S. Aug. (Quest. évang). Mais ce péché contre le ciel est-il le même que le péché commis sous les yeux de Dieu, dans ce sens que le ciel serait la majesté sublime du Père? Ou bien faut-il entendre: J'ai péché contre le ciel en présence des âmes saintes qui l'habitent, et devant vous dans le secret de ma conscience? - S. Chrys. (comme précéd). Ou bien encore faut il entendre par le ciel Jésus-Christ? car celui qui pèche contre le ciel, qui malgré son élévation est cependant un élément visible, pèche contre l'homme, dont le Fils de Dieu s'est revêtu pour notre salut. - S. Ambr. Ou encore ces paroles veulent dire que le péché diminue dans l'âme les dons célestes de l'Esprit saint; ou que nous n'aurions pas dû nous séparer du sein de la Jérusalem céleste qui est notre mère. Or, après être tombé si bas, il doit se garder de s'élever, aussi ajoute-t-il: «Je ne suis plus digne d'être appelé votre fils», mais afin que cette humiliation volontaire lui obtienne la grâce dont il déclare n'être point digne, il ajoute: «Traitez-moi comme un de vos mercenaires». - Bède. Il n'ose aspirer à l'affection dont jouit un fils qui ne peut douter que tout ce qui est à son père ne soit à lui, il se contente de demander la condition d'un mercenaire prêt à servir pour son salaire, et encore déclare-t-il qu'il ne peut obtenir cette condition que par l'indulgence de son père.

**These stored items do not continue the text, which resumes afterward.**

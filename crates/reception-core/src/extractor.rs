//! Embedding extraction seam.
//!
//! Face detection and embedding extraction are an external capability; the
//! core only defines the trait the daemon's ONNX-backed implementation (and
//! test fakes) plug into.

use crate::types::{BoundingBox, Embedding};
use thiserror::Error;

#[derive(Error, Debug)]
pub enum ExtractError {
    /// Zero faces on a single-face request. A negative result, distinct
    /// from a failed match downstream.
    #[error("no face detected")]
    NoFaceDetected,
    #[error("embedding dimension mismatch: expected {expected}, got {actual}")]
    DimensionMismatch { expected: usize, actual: usize },
    /// Transient failure of the extraction capability; retried by the
    /// caller's policy, not here.
    #[error("extraction failed: {0}")]
    ExtractionFailed(String),
}

/// One detected face: its embedding and where it was found in the image.
#[derive(Debug, Clone)]
pub struct Detection {
    pub embedding: Embedding,
    pub bounding_box: BoundingBox,
}

/// Capability that turns an image into zero or more face detections.
pub trait EmbeddingExtractor {
    /// Extract every face in the image. Zero faces is a valid result,
    /// not an error.
    fn extract(&mut self, image: &image::RgbImage) -> Result<Vec<Detection>, ExtractError>;

    /// Extract exactly one face, failing with [`ExtractError::NoFaceDetected`]
    /// when the capability reports none. When several faces are present the
    /// first reported one is used.
    fn extract_single(&mut self, image: &image::RgbImage) -> Result<Detection, ExtractError> {
        self.extract(image)?
            .into_iter()
            .next()
            .ok_or(ExtractError::NoFaceDetected)
    }
}
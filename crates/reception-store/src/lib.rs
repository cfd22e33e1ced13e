//! reception-store — SQLite-backed persistence for the reception daemon.
//!
//! Owns the client records, the append-only face gallery, the car catalog
//! and the visit log. The algorithmic core never touches this crate; the
//! daemon materializes immutable snapshots here and hands them to the core.

mod seed;
mod store;

pub use seed::seed_catalog;
pub use store::{
    AgeBucket, Client, GenderCount, NewCar, NewClient, RecommendedCount, Store, StoreError, Visit,
    VisitSummary,
};
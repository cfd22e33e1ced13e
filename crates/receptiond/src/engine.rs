use image::RgbImage;
use reception_core::{Detection, EmbeddingExtractor, ExtractError};
use thiserror::Error;
use tokio::sync::{mpsc, oneshot};

#[derive(Error, Debug)]
pub enum EngineError {
    #[error(transparent)]
    Extract(#[from] ExtractError),
    #[error("engine thread exited")]
    ChannelClosed,
}

impl EngineError {
    /// Whether this is the zero-faces negative result rather than a failure.
    pub fn is_no_face(&self) -> bool {
        matches!(self, EngineError::Extract(ExtractError::NoFaceDetected))
    }
}

/// Messages sent from D-Bus handlers to the engine thread.
enum EngineRequest {
    /// Single-face extraction; zero faces is an error.
    ExtractSingle {
        image: RgbImage,
        reply: oneshot::Sender<Result<Detection, ExtractError>>,
    },
    /// Multi-face extraction; zero faces is a valid empty result.
    ExtractAll {
        image: RgbImage,
        reply: oneshot::Sender<Result<Vec<Detection>, ExtractError>>,
    },
}

/// Clone-safe handle to the engine thread that owns the extractor.
#[derive(Clone)]
pub struct EngineHandle {
    tx: mpsc::Sender<EngineRequest>,
}

impl EngineHandle {
    /// Extract exactly one face, failing with `NoFaceDetected` on zero faces.
    pub async fn extract_single(&self, image: RgbImage) -> Result<Detection, EngineError> {
        let (reply_tx, reply_rx) = oneshot::channel();
        self.tx
            .send(EngineRequest::ExtractSingle {
                image,
                reply: reply_tx,
            })
            .await
            .map_err(|_| EngineError::ChannelClosed)?;
        Ok(reply_rx.await.map_err(|_| EngineError::ChannelClosed)??)
    }

    /// Extract every face in the image; an empty vector is a valid result.
    pub async fn extract_all(&self, image: RgbImage) -> Result<Vec<Detection>, EngineError> {
        let (reply_tx, reply_rx) = oneshot::channel();
        self.tx
            .send(EngineRequest::ExtractAll {
                image,
                reply: reply_tx,
            })
            .await
            .map_err(|_| EngineError::ChannelClosed)?;
        Ok(reply_rx.await.map_err(|_| EngineError::ChannelClosed)??)
    }
}

/// Spawn the extraction engine on a dedicated OS thread.
///
/// The extractor (and its inference session) lives on that thread for its
/// whole lifetime; D-Bus handlers reach it through the returned handle.
pub fn spawn_engine(mut extractor: Box<dyn EmbeddingExtractor + Send>) -> EngineHandle {
    let (tx, mut rx) = mpsc::channel::<EngineRequest>(4);

    std::thread::Builder::new()
        .name("reception-engine".into())
        .spawn(move || {
            tracing::info!("engine thread started");
            while let Some(req) = rx.blocking_recv() {
                match req {
                    EngineRequest::ExtractSingle { image, reply } => {
                        let _ = reply.send(extractor.extract_single(&image));
                    }
                    EngineRequest::ExtractAll { image, reply } => {
                        let _ = reply.send(extractor.extract(&image));
                    }
                }
            }
            tracing::info!("engine thread exiting");
        })
        .expect("failed to spawn engine thread");

    EngineHandle { tx }
}
//! Identity matching: exhaustive Euclidean scan over a gallery snapshot.

use crate::types::{Embedding, GalleryEntry, MatchResult};

/// Default acceptance tolerance. Distances at or above this never qualify.
pub const DEFAULT_TOLERANCE: f32 = 0.6;

/// Strategy for matching a query embedding against a gallery of registered
/// client embeddings.
///
/// Implementations must be pure over the supplied snapshot and must keep the
/// closest-qualifying-candidate-wins semantics, including the tie-break rule:
/// among entries at the identical minimal qualifying distance, the lowest
/// client id wins, and within one client the earliest gallery entry wins.
pub trait Matcher {
    fn match_embedding(
        &self,
        query: &Embedding,
        gallery: &[GalleryEntry],
        tolerance: f32,
    ) -> MatchResult;
}

/// Exhaustive linear-scan matcher, O(N·D) per query.
///
/// This is the system's scalability bottleneck; a future approximate index
/// must preserve the exact tolerance boundary and confidence semantics.
pub struct LinearScanMatcher;

impl Matcher for LinearScanMatcher {
    fn match_embedding(
        &self,
        query: &Embedding,
        gallery: &[GalleryEntry],
        tolerance: f32,
    ) -> MatchResult {
        let mut best: Option<(f32, i64)> = None;

        for entry in gallery {
            let distance = query.euclidean_distance(&entry.embedding);
            if distance >= tolerance {
                continue;
            }

            let better = match best {
                None => true,
                Some((best_distance, best_id)) => {
                    distance < best_distance
                        || (distance == best_distance && entry.client_id < best_id)
                }
            };
            if better {
                best = Some((distance, entry.client_id));
            }
        }

        match best {
            Some((distance, client_id)) => MatchResult::Match {
                client_id,
                distance,
                confidence: (1.0 - distance) * 100.0,
            },
            None => MatchResult::NoMatch,
        }
    }
}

S. Grég. de Nysse. Le Saint-Esprit, nous décrit les égarements et le retour de cet enfant prodigue, pour nous apprendre comment nous devons déplorer les égarements de notre coeur. - S. Chrys. (hom. 14 sur l'Epît. aux Rom). Aussitôt qu'il a pris cette résolution, source pour lui de tous les biens: «J'irai vers mon Père», il franchit sans tarder la distance qui le sépare de lui: «Et se levant, il vint vers son pore». Imitons son exemple, ne soyons pas effrayés de la longueur du chemin; car pourvu que nous le voulions, le retour sera prompt et facile; il suffit que nous nous détachions du péché qui nous a éloignés de la maison paternelle. Mais voyez la tendresse de ce bon père pour ceux qui reviennent à lui: «Comme il était encore loin, son père le vit», etc. - S. Aug. (Quest. évang). Avant même qu'il comprit ce qu'était Dieu, dont il était si éloigné, mais qu'il commençait à chercher avec amour, son père le vit. L'Écriture nous dit avec raison que Dieu ne voit point les impies et les superbes, comme s'ils n'étaient pas présents à ses yeux; car il n'y a que ceux qu'on aime dont on puisse dire qu'on les a toujours devant les yeux.
S. Chrys. (Ch. des Pèr. gr). Le père comprit le repentir de son fils, il n'attendit point qu'il eût fait l'aveu de ses fautes, et il prévint ses désirs par les effets de sa miséricorde: «Et il fut touché de compassion». - S. Grég. de Nysse. La volonté de confesser ses égarements suffit pour apaiser son père, le déterminer à aller à sa rencontre et à couvrir son cou de ses baisers: «Il accourut, se jeta à son cou, et le baisa». C'est la figure du joug spirituel imposé aux lèvres de l'homme par la tradition évangélique qui a mis fin aux observances légales. - S. Chrys. (hom. sur le pèr. et ses deux enfants). Or, que signifie cette condescendance du père qui va à la rencontre de son fils? c'est que nos péchés étaient un obstacle insurmontable qui nous empêchait d'arriver jusqu'à Dieu par nos propres forces. Mais pour lui qui pouvait parvenir jusqu'à notre infirmité, il est descendu jusqu'à nous; et il baise cette bouche d'où était sortie la confession dictée par un coeur repentant, et que ce bon père a reçue avec tant de joie.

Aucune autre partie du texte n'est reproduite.